We have based our work on this awesome paper that explains how some
researchers encrypted Google Docs’ Operational Transformations. We have took
their ideas and adapted them to Apache Wave’s architecture.

Produced work

To sumarize the work we have produced, we have recorded this video:

To encrypt the messages we have used the algorithm AES-GCM from the WebCrypto
API. We have used JsInterop bindings to call it from our Java classes.

Messages are properly encrypted and decrypted when they are sent and received
by the clients. The texts of a documents are also properly recovered from the
server’s snapshot. Everything seems to run smoothly, except for some annoying
bugs that appear sparsely, and a serious user interface bug that prevents users
that did not created the wave to decrypt its snapshot. My mentor and me think
that we can fix them quickly, just after the program has ended.

How to use it

Running our modified version of Wave does not require any additional
configuration, just use Gradle commands as usual. To compile the code and
run the server use:

$ ./gradlew run

And open the url http://localhost:9898/ with any browser. Once registered and
logged in, use the “New Encrypted Wave” button to create a new encrypted wave.

Encrypted Wave button

In its URL you can see that the new wave’s identifier starts with “ew+” instead
of “w+”, as it is usual in common waves. Also, a symmetric cryptographic key is
attached, after the wave identifier, separated by an exclamation mark (!).

Encrypted Wave URL

The user must preserve that URL (or at least the key part) in order to open the
wave again in the future.

Future work

AES-GCM assures both confidentiality and integrity for the messages written by
the legitimate users, but an attacker who has the control over the server can
still do a lot of harm:

  • Only the text of a document is encrypted, but not other parts like the content
    of its hiperlinks, for example. We should extend the encryption beyond the
    inserted characters.
  • The authentication could also be extended to all the components, not only text
    ones. Also, as the paper states that the history of a document should
    also be authenticaded (see appendix A.2).
  • It is unlikely to hide the structure and format of the document to the server,
    but we may be able to hide some more information, like user’s typing traits.
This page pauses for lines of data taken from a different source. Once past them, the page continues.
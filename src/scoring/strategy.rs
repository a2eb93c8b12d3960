//! Scoring strategies and weight aggregation.

use serde::{Deserialize, Serialize};

use crate::errors::RankError;

/// Relative weight of each scoring signal.
///
/// Each predefined strategy's weights sum to 1.0, so a raw aggregate
/// over [0, 1] signals stays in [0, 1].
#[derive(Debug, Clone, Copy, PartialEq)]
pub struct Weights {
    pub urgency: f64,
    pub importance: f64,
    pub effort: f64,
    pub dependencies: f64,
}

/// Named weighting strategy. Adding a strategy means adding a variant
/// and its weight vector; there is no runtime registration.
#[derive(Debug, Clone, Copy, PartialEq, Eq, Hash, Serialize, Deserialize, Default)]
#[serde(rename_all = "snake_case")]
pub enum Strategy {
    #[default]
    SmartBalance,
    FastestWins,
    HighImpact,
    DeadlineDriven,
}

impl Strategy {
    pub const ALL: [Self; 4] = [
        Self::SmartBalance,
        Self::FastestWins,
        Self::HighImpact,
        Self::DeadlineDriven,
    ];

    pub fn weights(self) -> Weights {
        match self {
            Self::SmartBalance => Weights {
                urgency: 0.35,
                importance: 0.35,
                effort: 0.15,
                dependencies: 0.15,
            },
            Self::FastestWins => Weights {
                urgency: 0.20,
                importance: 0.20,
                effort: 0.50,
                dependencies: 0.10,
            },
            Self::HighImpact => Weights {
                urgency: 0.20,
                importance: 0.60,
                effort: 0.10,
                dependencies: 0.10,
            },
            Self::DeadlineDriven => Weights {
                urgency: 0.60,
                importance: 0.20,
                effort: 0.10,
                dependencies: 0.10,
            },
        }
    }
}

impl std::fmt::Display for Strategy {
    fn fmt(&self, f: &mut std::fmt::Formatter<'_>) -> std::fmt::Result {
        match self {
            Self::SmartBalance => write!(f, "smart_balance"),
            Self::FastestWins => write!(f, "fastest_wins"),
            Self::HighImpact => write!(f, "high_impact"),
            Self::DeadlineDriven => write!(f, "deadline_driven"),
        }
    }
}

impl std::str::FromStr for Strategy {
    type Err = RankError;

    fn from_str(s: &str) -> Result<Self, Self::Err> {
        match s {
            "smart_balance" => Ok(Self::SmartBalance),
            "fastest_wins" => Ok(Self::FastestWins),
            "high_impact" => Ok(Self::HighImpact),
            "deadline_driven" => Ok(Self::DeadlineDriven),
            _ => Err(RankError::UnknownStrategy {
                strategy: s.to_string(),
            }),
        }
    }
}

/// Combine the four normalized signals into the published score.
///
/// The raw weighted sum lies in [0, 1]; the published score is
/// `raw * 100` rounded to two decimals, half away from zero
/// (`f64::round` semantics).
pub(crate) fn aggregate(weights: Weights, urgency: f64, importance: f64, effort: f64, dependencies: f64) -> f64 {
    let raw = weights.urgency * urgency
        + weights.importance * importance
        + weights.effort * effort
        + weights.dependencies * dependencies;
    round_two_decimals(raw * 100.0)
}

fn round_two_decimals(value: f64) -> f64 {
    (value * 100.0).round() / 100.0
}
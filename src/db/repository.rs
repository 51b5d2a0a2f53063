// Shared repository contract for the DSF schema.
use crate::types::{DsfError, Experiment, MeltCurve, Sample, Well};

pub type Result<T> = std::result::Result<T, DsfError>;

/// Row counts per table plus the schema version, as reported by `status`.
#[derive(Clone, Copy, Debug, Default, PartialEq, Eq)]
pub struct TableCounts {
    pub schema_version: i64,
    pub experiments: i64,
    pub samples: i64,
    pub wells: i64,
    pub melt_curves: i64,
}

/// Typed access to the four DSF relations.
///
/// Writes surface constraint violations as classified [`DsfError`] values;
/// reads mirror the declared unique keys and secondary indexes, nothing more.
pub trait Repository {
    fn insert_experiment(
        &self,
        run_name: Option<&str>,
        run_start_time: Option<&str>,
        instrument_serial: Option<&str>,
        file_name: &str,
    ) -> Result<i64>;
    fn load_experiment(&self, experiment_id: i64) -> Result<Option<Experiment>>;
    fn load_experiment_by_file_name(&self, file_name: &str) -> Result<Option<Experiment>>;
    fn list_experiments(&self) -> Result<Vec<Experiment>>;
    /// Delete an experiment; its wells and melt curves go with it.
    fn delete_experiment(&self, experiment_id: i64) -> Result<usize>;

    fn insert_sample(&self, sample_name: &str, description: Option<&str>) -> Result<i64>;
    fn load_sample_by_name(&self, sample_name: &str) -> Result<Option<Sample>>;
    /// Delete a sample; wells referencing it survive with a nulled reference.
    fn delete_sample(&self, sample_id: i64) -> Result<usize>;

    fn insert_well(
        &self,
        experiment_id: i64,
        sample_id: Option<i64>,
        well_position: &str,
        target_dye: Option<&str>,
        sample_role: Option<&str>,
        tm_value: Option<f64>,
    ) -> Result<i64>;
    fn load_well(&self, well_id: i64) -> Result<Option<Well>>;
    fn list_wells_for_experiment(&self, experiment_id: i64) -> Result<Vec<Well>>;
    fn list_wells_for_sample(&self, sample_id: i64) -> Result<Vec<Well>>;
    /// Delete a well; its melt curve goes with it.
    fn delete_well(&self, well_id: i64) -> Result<usize>;

    /// Insert the raw curve for a well. The arrays must be non-empty and of
    /// equal length; the schema itself only enforces non-null.
    fn insert_melt_curve(
        &self,
        experiment_id: i64,
        well_id: i64,
        temperature_data: &[f64],
        fluorescence_data: &[f64],
    ) -> Result<i64>;
    fn load_melt_curve_for_well(&self, well_id: i64) -> Result<Option<MeltCurve>>;
    fn list_melt_curves_for_experiment(&self, experiment_id: i64) -> Result<Vec<MeltCurve>>;

    fn counts(&self) -> Result<TableCounts>;
}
On the other hand, it is not convenient having users handling symmetric keys by
themselves. Keys should be encrypted and stored in the server as user data. To
do so, we should derive a key from the user’s password using pbkdf2 (available
in the WebCrypto API), to encrypt all the keys a user generates or registers
for her waves.

The users could use public key cryptograpy in order to being able to invite each
other to edit in a wave document. This feature were part of the original plan of
work for this Summer, but we have had not enough time to develop this part.